| Working data |
[Start of section]

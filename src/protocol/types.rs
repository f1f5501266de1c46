//! Envelope types for hub ↔ client communication

use serde::{Deserialize, Serialize};
use std::fmt;

/// Role a connection declares in its `register` envelope
#[derive(Debug, Clone, Copy, PartialEq, Eq, Hash, Serialize, Deserialize)]
#[serde(rename_all = "snake_case")]
pub enum ClientRole {
    Ui,
    Worker,
}

impl ClientRole {
    /// The role that receives `typing` notifications sent by this role
    pub fn opposite(self) -> Self {
        match self {
            ClientRole::Ui => ClientRole::Worker,
            ClientRole::Worker => ClientRole::Ui,
        }
    }

    pub fn as_str(self) -> &'static str {
        match self {
            ClientRole::Ui => "ui",
            ClientRole::Worker => "worker",
        }
    }
}

impl fmt::Display for ClientRole {
    fn fmt(&self, f: &mut fmt::Formatter<'_>) -> fmt::Result {
        f.write_str(self.as_str())
    }
}

/// Machine-readable reason carried by hub-generated `error` envelopes
#[derive(Debug, Clone, Copy, PartialEq, Eq, Hash, Serialize, Deserialize)]
#[serde(rename_all = "snake_case")]
pub enum ErrorCode {
    InvalidRole,
    AlreadyRegistered,
    NotRegistered,
    UnauthorizedSender,
    MalformedEnvelope,
    QueueFull,
}

/// Payload of an envelope, tagged by `type` on the wire
///
/// Closed set: the router matches on it exhaustively.
#[derive(Debug, Clone, PartialEq, Serialize, Deserialize)]
#[serde(tag = "type", rename_all = "snake_case", rename_all_fields = "camelCase")]
pub enum Message {
    /// First message after connect (client → hub)
    Register { client_type: ClientRole },
    /// Registration acknowledgement (hub → client)
    Registered { client_type: ClientRole },
    /// Hub status notice: sent on connect and when worker presence changes
    Status {
        content: String,
        #[serde(default, skip_serializing_if = "Option::is_none")]
        worker_online: Option<bool>,
        #[serde(default, skip_serializing_if = "Option::is_none")]
        queue_depth: Option<usize>,
    },
    /// A chat request (ui → hub → worker)
    Chat {
        agent_id: String,
        content: String,
        request_id: String,
    },
    /// Begins a response stream (worker → hub → ui)
    ResponseStart { agent_id: String, request_id: String },
    /// One piece of a streamed response
    ResponseChunk {
        agent_id: String,
        request_id: String,
        content: String,
    },
    /// Terminal envelope carrying the authoritative full text
    ResponseEnd {
        agent_id: String,
        request_id: String,
        full_content: String,
    },
    /// Ephemeral typing indicator, relayed to the opposite role
    Typing {
        is_typing: bool,
        #[serde(default, skip_serializing_if = "Option::is_none")]
        agent_id: Option<String>,
    },
    Ping,
    Pong,
    /// Hub-generated rejection, or a worker-side failure for a request
    Error {
        content: String,
        #[serde(default, skip_serializing_if = "Option::is_none")]
        request_id: Option<String>,
        #[serde(default, skip_serializing_if = "Option::is_none")]
        code: Option<ErrorCode>,
    },
}

impl Message {
    /// Wire name of the message type (for logging)
    pub fn kind(&self) -> &'static str {
        match self {
            Message::Register { .. } => "register",
            Message::Registered { .. } => "registered",
            Message::Status { .. } => "status",
            Message::Chat { .. } => "chat",
            Message::ResponseStart { .. } => "response_start",
            Message::ResponseChunk { .. } => "response_chunk",
            Message::ResponseEnd { .. } => "response_end",
            Message::Typing { .. } => "typing",
            Message::Ping => "ping",
            Message::Pong => "pong",
            Message::Error { .. } => "error",
        }
    }

    /// Request id carried by chat, response and request-scoped error messages
    pub fn request_id(&self) -> Option<&str> {
        match self {
            Message::Chat { request_id, .. }
            | Message::ResponseStart { request_id, .. }
            | Message::ResponseChunk { request_id, .. }
            | Message::ResponseEnd { request_id, .. } => Some(request_id),
            Message::Error { request_id, .. } => request_id.as_deref(),
            _ => None,
        }
    }
}

/// One JSON object on the wire: the tagged message plus its timestamp
#[derive(Debug, Clone, PartialEq, Serialize, Deserialize)]
pub struct Envelope {
    #[serde(flatten)]
    pub message: Message,
    /// ISO 8601 timestamp, filled with the receive time if the sender omitted it
    #[serde(default = "now_rfc3339")]
    pub timestamp: String,
}

fn now_rfc3339() -> String {
    chrono::Utc::now().to_rfc3339()
}

impl Envelope {
    /// Wrap a message with the current timestamp
    pub fn new(message: Message) -> Self {
        Self {
            message,
            timestamp: now_rfc3339(),
        }
    }

    pub fn register(role: ClientRole) -> Self {
        Self::new(Message::Register { client_type: role })
    }

    pub fn registered(role: ClientRole) -> Self {
        Self::new(Message::Registered { client_type: role })
    }

    pub fn status(content: impl Into<String>, worker_online: bool, queue_depth: usize) -> Self {
        Self::new(Message::Status {
            content: content.into(),
            worker_online: Some(worker_online),
            queue_depth: Some(queue_depth),
        })
    }

    pub fn chat(
        agent_id: impl Into<String>,
        content: impl Into<String>,
        request_id: impl Into<String>,
    ) -> Self {
        Self::new(Message::Chat {
            agent_id: agent_id.into(),
            content: content.into(),
            request_id: request_id.into(),
        })
    }

    pub fn response_start(agent_id: impl Into<String>, request_id: impl Into<String>) -> Self {
        Self::new(Message::ResponseStart {
            agent_id: agent_id.into(),
            request_id: request_id.into(),
        })
    }

    pub fn response_chunk(
        agent_id: impl Into<String>,
        request_id: impl Into<String>,
        content: impl Into<String>,
    ) -> Self {
        Self::new(Message::ResponseChunk {
            agent_id: agent_id.into(),
            request_id: request_id.into(),
            content: content.into(),
        })
    }

    pub fn response_end(
        agent_id: impl Into<String>,
        request_id: impl Into<String>,
        full_content: impl Into<String>,
    ) -> Self {
        Self::new(Message::ResponseEnd {
            agent_id: agent_id.into(),
            request_id: request_id.into(),
            full_content: full_content.into(),
        })
    }

    pub fn typing(is_typing: bool, agent_id: Option<String>) -> Self {
        Self::new(Message::Typing {
            is_typing,
            agent_id,
        })
    }

    pub fn ping() -> Self {
        Self::new(Message::Ping)
    }

    pub fn pong() -> Self {
        Self::new(Message::Pong)
    }

    /// Error envelope scoped to a request (worker failures)
    pub fn request_error(request_id: impl Into<String>, content: impl Into<String>) -> Self {
        Self::new(Message::Error {
            content: content.into(),
            request_id: Some(request_id.into()),
            code: None,
        })
    }

    /// Hub-generated error envelope with a machine-readable code
    pub fn error(code: ErrorCode, content: impl Into<String>, request_id: Option<String>) -> Self {
        Self::new(Message::Error {
            content: content.into(),
            request_id,
            code: Some(code),
        })
    }

    pub fn kind(&self) -> &'static str {
        self.message.kind()
    }

    pub fn request_id(&self) -> Option<&str> {
        self.message.request_id()
    }

    pub fn to_json(&self) -> serde_json::Result<String> {
        serde_json::to_string(self)
    }

    pub fn from_json(text: &str) -> serde_json::Result<Self> {
        serde_json::from_str(text)
    }
}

[End of section]

| What to do |
For this exercise, reproduce exactly each line from the one containing "Self::new(Message::Pong)" through the last line of the data, and no others.

| Answer |
        Self::new(Message::Pong)
    }

    /// Error envelope scoped to a request (worker failures)
    pub fn request_error(request_id: impl Into<String>, content: impl Into<String>) -> Self {
        Self::new(Message::Error {
            content: content.into(),
            request_id: Some(request_id.into()),
            code: None,
        })
    }

    /// Hub-generated error envelope with a machine-readable code
    pub fn error(code: ErrorCode, content: impl Into<String>, request_id: Option<String>) -> Self {
        Self::new(Message::Error {
            content: content.into(),
            request_id,
            code: Some(code),
        })
    }

    pub fn kind(&self) -> &'static str {
        self.message.kind()
    }

    pub fn request_id(&self) -> Option<&str> {
        self.message.request_id()
    }

    pub fn to_json(&self) -> serde_json::Result<String> {
        serde_json::to_string(self)
    }

    pub fn from_json(text: &str) -> serde_json::Result<Self> {
        serde_json::from_str(text)
    }
}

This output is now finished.